4.1. Principal findings

We conducted a retrospective study on a large dataset of older Canadians to examine the factors that contribute to ICF, as well as the potential association between ICF and other important outcomes, such as delayed discharge as well as hospitalization costs, and LOS. Our results suggest that more than a third of patients were readmitted within 30 days to a hospital different from an index hospital, with an increasing trend from 2005 to 2017. Of all the factors associated with ICF, discharge to any facility except home/homecare and the distance traveled from the patient’s residency to the hospital were the strongest risk factors. We found evidence of increased rehospitalization costs but no significant effect on LOS when patients were readmitted to a different hospital, supported by robust analyses. In contrast, delayed discharge after readmission was more likely to happen at the index hospitals than at non-index hospitals. Our results indicate that index hospitals are closer to the patient’s home residency on average than the non-index hospitals. Moreover, these patients were older and more complex, with a higher frailty and comorbidity. However, the coexistence of surgical services at an index hospital and readmission to a non-index hospital increased the relative risk of delayed discharge after rehospitalization. We also showed the critical role of socioeconomic factors, such as residency, sex, and ethnic minority, in understanding health disparities that lead to unequal health outcomes, an important area of focus for public health initiatives.

4.2. Comparison with previous research

Our results agreed with the literature supporting the importance of continuity of care with the same healthcare institution. In line with previous literature, we found that ICF is associated with higher hospitalization costs following readmission [3, 36, 43]. Existing studies have reported inconsistent patterns between ICF and prolonged LOS. Some studies reported a significant association between prolonged LOS and ICF [3, 26, 43–46]; others found no statistically significant association [47]. Our findings suggest that the rehospitalization LOS is not significantly higher among patients experiencing ICF. We speculate that the limited scope of these studies, focusing on a narrow population, like heart failure patients [3, 43] or surgical patients [26], might cause the observed differences. However, we used a heterogeneous population of older adults over 13 years.

Moreover, we found a significant interaction between surgical services and ICF, suggesting a slightly higher LOS for surgical patients who were rehospitalized at a different hospital, as reported in some studies within this context [26]. Older patients with more complex needs, such as those with a higher burden of frailty and comorbidity, return to index hospitals, which are closer to their home residency than non-index hospitals. Hence, the risk of delayed discharge is higher among those readmitted to an index hospital.

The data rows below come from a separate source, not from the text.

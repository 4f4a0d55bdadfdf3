// ─────────────────────────────────────────────────────────────────────
// Megat Simulation — Generator Stages
// Mirrors: DDG4 Geant4ParticleGenerator + Geant4InteractionMerger
// ─────────────────────────────────────────────────────────────────────
//! Stages of the generator chain.
//!
//! | Stage            | Type                  | Effect                                 |
//! |------------------|-----------------------|----------------------------------------|
//! | Init             | `GeneratorActionInit` | per-run event bookkeeping              |
//! | Emit             | `ParticleGenerator`   | appends particles to its mask's record |
//! | Smear            | `VertexSmear`         | shifts vertices of matching records    |
//! | Merge            | `InteractionMerger`   | folds all records into one             |
//! | PrimaryConvert   | `PrimaryHandler`      | consumes records into primary sets     |

use std::f64::consts::PI;

use serde::{Deserialize, Serialize};

use megat_types::units::GEV;
use megat_types::{
    species_info, InteractionRecord, Mask, Particle, PrimaryParticle, PrimarySet, RecordKey,
    SimError, SimResult, Vec3,
};

use crate::action::{Action, ActionContext, ActionInfo, GeneratorAction, OutputLevel, Stage};
use crate::event::{Diagnostic, SimEvent};

// ── Init ────────────────────────────────────────────────────────────

/// Counts generated events per run.
#[derive(Debug, Clone)]
pub struct GeneratorActionInit {
    info: ActionInfo,
    run: Option<u32>,
    events_in_run: u64,
    total_events: u64,
}

impl GeneratorActionInit {
    pub fn new(info: ActionInfo) -> Self {
        Self {
            info,
            run: None,
            events_in_run: 0,
            total_events: 0,
        }
    }

    pub fn events_in_run(&self) -> u64 {
        self.events_in_run
    }

    pub fn total_events(&self) -> u64 {
        self.total_events
    }
}

impl Action for GeneratorActionInit {
    fn info(&self) -> &ActionInfo {
        &self.info
    }
    fn info_mut(&mut self) -> &mut ActionInfo {
        &mut self.info
    }
}

impl GeneratorAction for GeneratorActionInit {
    fn stage(&self) -> Stage {
        Stage::Init
    }

    fn generate(&mut self, ctx: &mut ActionContext<'_>, _event: &mut SimEvent) -> SimResult<()> {
        if self.run != Some(ctx.run) {
            self.run = Some(ctx.run);
            self.events_in_run = 0;
        }
        self.events_in_run += 1;
        self.total_events += 1;
        self.info.log(
            OutputLevel::Debug,
            format_args!(
                "initializing event {} ({} of run {}, {} total)",
                ctx.event.unwrap_or_default(),
                self.events_in_run,
                ctx.run,
                self.total_events
            ),
        );
        Ok(())
    }
}

// ── Emit ────────────────────────────────────────────────────────────

/// Kinetic energy: fixed, or uniform in `[min, max]`.
#[derive(Debug, Clone, Copy, PartialEq, Serialize, Deserialize)]
#[serde(untagged)]
pub enum EnergySpec {
    Fixed(f64),
    Range { min: f64, max: f64 },
}

/// Polar-angle distribution for isotropic emission.
#[derive(Debug, Clone, Copy, PartialEq, Eq, Serialize, Deserialize)]
pub enum Distribution {
    /// Uniform in theta.
    #[serde(rename = "uniform")]
    Uniform,
    /// Uniform in cos(theta), i.e. uniform in solid angle.
    #[serde(rename = "cos(theta)")]
    CosTheta,
    /// 1 + cos²(theta), as in f f̄ annihilation.
    #[serde(rename = "ffbar")]
    Ffbar,
}

fn default_theta_max() -> f64 {
    PI
}

#[derive(Debug, Clone, Copy, PartialEq, Serialize, Deserialize)]
#[serde(untagged)]
pub enum DirectionSpec {
    Fixed(Vec3),
    Isotropic {
        distribution: Distribution,
        #[serde(default)]
        theta_min: f64,
        #[serde(default = "default_theta_max")]
        theta_max: f64,
    },
}

/// Properties of `ParticleGenerator` and `IsotropeGenerator`.
#[derive(Debug, Clone, PartialEq, Serialize, Deserialize)]
#[serde(default, deny_unknown_fields)]
pub struct GeneratorConfig {
    #[serde(alias = "Mask")]
    pub mask: Mask,
    #[serde(alias = "Particle")]
    pub particle: String,
    #[serde(alias = "Energy")]
    pub energy: EnergySpec,
    #[serde(alias = "Multiplicity")]
    pub multiplicity: u32,
    #[serde(alias = "Position")]
    pub position: Vec3,
    #[serde(alias = "Direction")]
    pub direction: DirectionSpec,
}

impl Default for GeneratorConfig {
    fn default() -> Self {
        Self {
            mask: Mask::default(),
            particle: "geantino".to_string(),
            energy: EnergySpec::Fixed(1.0 * GEV),
            multiplicity: 1,
            position: Vec3::ZERO,
            direction: DirectionSpec::Fixed(Vec3::new(1.0, 0.0, 0.0)),
        }
    }
}

impl GeneratorConfig {
    /// Defaults of the isotropic generator.
    pub fn isotropic() -> Self {
        Self {
            direction: DirectionSpec::Isotropic {
                distribution: Distribution::Uniform,
                theta_min: 0.0,
                theta_max: PI,
            },
            ..Self::default()
        }
    }

    pub fn validate(&self) -> SimResult<()> {
        if species_info(&self.particle).is_none() {
            return Err(SimError::Configuration(format!(
                "unknown particle species '{}'",
                self.particle
            )));
        }
        if self.multiplicity == 0 {
            return Err(SimError::Configuration("multiplicity must be >= 1".into()));
        }
        let energy_ok = match self.energy {
            EnergySpec::Fixed(e) => e.is_finite() && e >= 0.0,
            EnergySpec::Range { min, max } => {
                min.is_finite() && max.is_finite() && min >= 0.0 && min <= max
            }
        };
        if !energy_ok {
            return Err(SimError::Configuration(format!(
                "invalid energy {:?}",
                self.energy
            )));
        }
        match self.direction {
            DirectionSpec::Fixed(d) if d.unit().is_none() => Err(SimError::Configuration(
                format!("degenerate direction {d:?}"),
            )),
            DirectionSpec::Isotropic {
                theta_min,
                theta_max,
                ..
            } if !(0.0 <= theta_min && theta_min < theta_max && theta_max <= PI) => {
                Err(SimError::Configuration(format!(
                    "theta range [{theta_min}, {theta_max}] must lie within [0, pi]"
                )))
            }
            _ => Ok(()),
        }
    }
}

/// Particle gun: emits `multiplicity` particles into its mask's record.
#[derive(Debug, Clone)]
pub struct ParticleGenerator {
    info: ActionInfo,
    config: GeneratorConfig,
}

impl ParticleGenerator {
    pub fn new(info: ActionInfo, config: GeneratorConfig) -> SimResult<Self> {
        config.validate()?;
        Ok(Self { info, config })
    }

    pub fn config(&self) -> &GeneratorConfig {
        &self.config
    }

    fn sample_energy(&self, ctx: &mut ActionContext<'_>) -> f64 {
        match self.config.energy {
            EnergySpec::Fixed(e) => e,
            EnergySpec::Range { min, max } => ctx.rng.uniform_range(min, max),
        }
    }

    fn sample_direction(&self, ctx: &mut ActionContext<'_>) -> Vec3 {
        match self.config.direction {
            DirectionSpec::Fixed(d) => d,
            DirectionSpec::Isotropic {
                distribution,
                theta_min,
                theta_max,
            } => match distribution {
                Distribution::Uniform => {
                    let theta = ctx.rng.uniform_range(theta_min, theta_max);
                    let phi = ctx.rng.uniform_range(0.0, 2.0 * PI);
                    Vec3::new(theta.sin() * phi.cos(), theta.sin() * phi.sin(), theta.cos())
                }
                Distribution::CosTheta => ctx.rng.direction(theta_max.cos(), theta_min.cos()),
                Distribution::Ffbar => loop {
                    let d = ctx.rng.direction(theta_max.cos(), theta_min.cos());
                    // Accept with weight (1 + cos²θ) / 2.
                    if 2.0 * ctx.rng.uniform() <= 1.0 + d.z * d.z {
                        break d;
                    }
                },
            },
        }
    }
}

impl Action for ParticleGenerator {
    fn info(&self) -> &ActionInfo {
        &self.info
    }
    fn info_mut(&mut self) -> &mut ActionInfo {
        &mut self.info
    }
}

impl GeneratorAction for ParticleGenerator {
    fn stage(&self) -> Stage {
        Stage::Emit
    }

    fn mask(&self) -> Mask {
        self.config.mask
    }

    fn validate(&self) -> SimResult<()> {
        self.config.validate()
    }

    fn generate(&mut self, ctx: &mut ActionContext<'_>, event: &mut SimEvent) -> SimResult<()> {
        let mut batch = Vec::with_capacity(self.config.multiplicity as usize);
        for _ in 0..self.config.multiplicity {
            let energy = self.sample_energy(ctx);
            let direction = self.sample_direction(ctx);
            batch.push(Particle::primary(
                &self.config.particle,
                energy,
                direction,
                self.config.position,
                self.config.mask,
            )?);
        }
        let record = event.record_mut(self.config.mask);
        for p in batch {
            record.push(p);
        }
        self.info.log(
            OutputLevel::Debug,
            format_args!(
                "emitted {} x {} into {} ({} particles in record)",
                self.config.multiplicity,
                self.config.particle,
                self.config.mask,
                record.len()
            ),
        );
        Ok(())
    }
}

// ── Smear ───────────────────────────────────────────────────────────

/// Properties of `InteractionVertexSmear`: (x, y, z, t) offset and sigma.
#[derive(Debug, Clone, PartialEq, Default, Serialize, Deserialize)]
#[serde(default, deny_unknown_fields)]
pub struct SmearConfig {
    #[serde(alias = "Mask")]
    pub mask: Mask,
    #[serde(alias = "Offset")]
    pub offset: [f64; 4],
    #[serde(alias = "Sigma")]
    pub sigma: [f64; 4],
}

/// Gaussian vertex smear applied to every record carrying its mask.
///
/// One displacement is drawn per record, so particles of the same
/// interaction stay at a common vertex.
#[derive(Debug, Clone)]
pub struct VertexSmear {
    info: ActionInfo,
    config: SmearConfig,
}

impl VertexSmear {
    pub fn new(info: ActionInfo, config: SmearConfig) -> SimResult<Self> {
        let smear = Self { info, config };
        smear.validate()?;
        Ok(smear)
    }
}

impl Action for VertexSmear {
    fn info(&self) -> &ActionInfo {
        &self.info
    }
    fn info_mut(&mut self) -> &mut ActionInfo {
        &mut self.info
    }
}

impl GeneratorAction for VertexSmear {
    fn stage(&self) -> Stage {
        Stage::Smear
    }

    fn mask(&self) -> Mask {
        self.config.mask
    }

    fn validate(&self) -> SimResult<()> {
        let c = &self.config;
        if c.offset.iter().chain(c.sigma.iter()).any(|v| !v.is_finite()) {
            return Err(SimError::Configuration("smear offset/sigma must be finite".into()));
        }
        if c.sigma.iter().any(|s| *s < 0.0) {
            return Err(SimError::Configuration("smear sigma must be >= 0".into()));
        }
        Ok(())
    }

    fn generate(&mut self, ctx: &mut ActionContext<'_>, event: &mut SimEvent) -> SimResult<()> {
        let mask = self.config.mask;
        if !event.has_mask(mask) {
            return Err(SimError::Validation(format!(
                "no interaction record carries {mask}"
            )));
        }
        let [ox, oy, oz, ot] = self.config.offset;
        let [sx, sy, sz, st] = self.config.sigma;
        for record in event.records.values_mut().filter(|r| r.contains_mask(mask)) {
            let shift = Vec3::new(
                ctx.rng.gauss(ox, sx),
                ctx.rng.gauss(oy, sy),
                ctx.rng.gauss(oz, sz),
            );
            let dt = ctx.rng.gauss(ot, st);
            for p in record.particles.iter_mut() {
                p.vertex = p.vertex.add(&shift);
                p.time += dt;
            }
            self.info.log(
                OutputLevel::Debug,
                format_args!("smeared {:?} by {shift:?}, dt={dt}", record.key),
            );
        }
        Ok(())
    }
}

// ── Merge ───────────────────────────────────────────────────────────

/// Folds every record into one, in ascending mask order.
#[derive(Debug, Clone)]
pub struct InteractionMerger {
    info: ActionInfo,
}

impl InteractionMerger {
    pub fn new(info: ActionInfo) -> Self {
        Self { info }
    }
}

impl Action for InteractionMerger {
    fn info(&self) -> &ActionInfo {
        &self.info
    }
    fn info_mut(&mut self) -> &mut ActionInfo {
        &mut self.info
    }
}

impl GeneratorAction for InteractionMerger {
    fn stage(&self) -> Stage {
        Stage::Merge
    }

    fn generate(&mut self, _ctx: &mut ActionContext<'_>, event: &mut SimEvent) -> SimResult<()> {
        if event.records.is_empty() {
            self.info.log(OutputLevel::Debug, format_args!("nothing to merge"));
            return Ok(());
        }
        let mut merged = InteractionRecord::merged();
        let mut particles = Vec::new();
        for record in event.take_records() {
            merged.masks.extend(record.masks);
            particles.extend(record.particles);
        }
        // A record emitted after an earlier merge sorts before it by key.
        particles.sort_by_key(|p| p.mask);
        for p in particles {
            merged.push(p);
        }
        self.info.log(
            OutputLevel::Debug,
            format_args!(
                "merged {} particles from masks {:?}",
                merged.len(),
                merged.masks.iter().map(|m| m.id()).collect::<Vec<_>>()
            ),
        );
        event.records.insert(RecordKey::Merged, merged);
        Ok(())
    }
}

// ── PrimaryConvert ──────────────────────────────────────────────────

/// Converts records into primary sets, one per record in key order.
///
/// Track ids are unique within the event and start at 1.
#[derive(Debug, Clone)]
pub struct PrimaryHandler {
    info: ActionInfo,
}

impl PrimaryHandler {
    pub fn new(info: ActionInfo) -> Self {
        Self { info }
    }
}

impl Action for PrimaryHandler {
    fn info(&self) -> &ActionInfo {
        &self.info
    }
    fn info_mut(&mut self) -> &mut ActionInfo {
        &mut self.info
    }
}

impl GeneratorAction for PrimaryHandler {
    fn stage(&self) -> Stage {
        Stage::PrimaryConvert
    }

    fn generate(&mut self, _ctx: &mut ActionContext<'_>, event: &mut SimEvent) -> SimResult<()> {
        let records = event.take_records();
        if records.is_empty() {
            log::warn!("{}: event {} has no interaction records", self.info.name(), event.id);
            event.primaries.clear();
            event.diagnostics.push(Diagnostic::EmptyPrimaries);
            return Ok(());
        }
        let mut next_track = 1u32;
        event.primaries = records
            .into_iter()
            .map(|record| PrimarySet {
                masks: record.masks.into_iter().collect(),
                particles: record
                    .particles
                    .iter()
                    .map(|p| {
                        let mut primary = PrimaryParticle::from(p);
                        primary.track_id = next_track;
                        next_track += 1;
                        primary
                    })
                    .collect(),
            })
            .collect();
        self.info.log(
            OutputLevel::Debug,
            format_args!(
                "{} primary set(s), {} particles",
                event.primaries.len(),
                event.primary_count()
            ),
        );
        Ok(())
    }
}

Consistent with previous literature, our findings suggest that younger patients from rural areas have a greater risk of ICF [3]. Further, we found that admission to the special care units, such as the intensive care unit (ICU), coronary ICU, medical ICU, and surgical ICU, during the hospitalization increased the risk of 30-day ICF. Our findings align with previous literature showing a pattern between critical care unit admission and increased risk of 30-day readmission [48]. However, to the best of our knowledge, no studies have investigated the impact of this factor on the 30-day ICF. In addition, we discovered that patients who underwent intubation and mechanical ventilation greater than 96 hours had a higher risk of readmission to a non-index hospital and subsequent longer length of stay, more hospitalization charge, and a higher likelihood of delayed discharge. In agreement with our results, a retrospective study revealed that nearly one in four mechanically ventilated patients in the emergency department were readmitted to the hospital within 30 days [49]. Similar to previous works that revealed the role of socioeconomic factors in ICF [16, 18], this work identified rural residency as the ICF contributor at both individual and population levels and a source of health inequality.

4.3. Health policy implications

The findings of this study have important health policy implications, particularly in the context of ICF and its consequences. Identifying distance as the strongest risk factor for ICF highlights the need for policy interventions to improve access to healthcare services, particularly for older patients. Efforts should be made to ensure that individuals living in remote or underserved areas have adequate access to healthcare facilities, reducing the need for patients to travel long distances for care and potentially reducing interhospital transfers. One promising avenue to mitigate the issues of ICF and enhance care coordination is the utilization of Health Information Exchanges (HIEs). HIEs facilitate the sharing of health data from electronic medical records/hospital information systems between hospitals and have been shown to reduce ICF [50], lessen duplication of diagnostic imaging [51], decrease costs [52], and lower the risk of readmissions [53]. Especially pertinent to the older population, recent data indicates that ICF among older adults was associated with altered discharge destinations. In scenarios where hospitals shared health information through HIEs, beneficiaries exhibited higher odds of being discharged home with home support, showcasing the potential value of HIEs in promoting better care coordination and outcomes [43]. A recent large cohort study looking at older adults, Medicare patients with fragmented admissions, showed that when institutions shared HIEs, there was a greater chance for older patients to be discharged home with support than institutionalized in a skilled nursing facility [54]. The same research looked at a subgroup of Medicare patients with Alzheimer’s disease and found that information sharing between unrelated hospitals via a shared HIE was associated with lower in-hospital mortality [55]. In-hospital mortality during readmission to a different hospital was higher if the admission and readmission hospitals participated in different HIEs or if one or both hospitals did not participate in an HIE.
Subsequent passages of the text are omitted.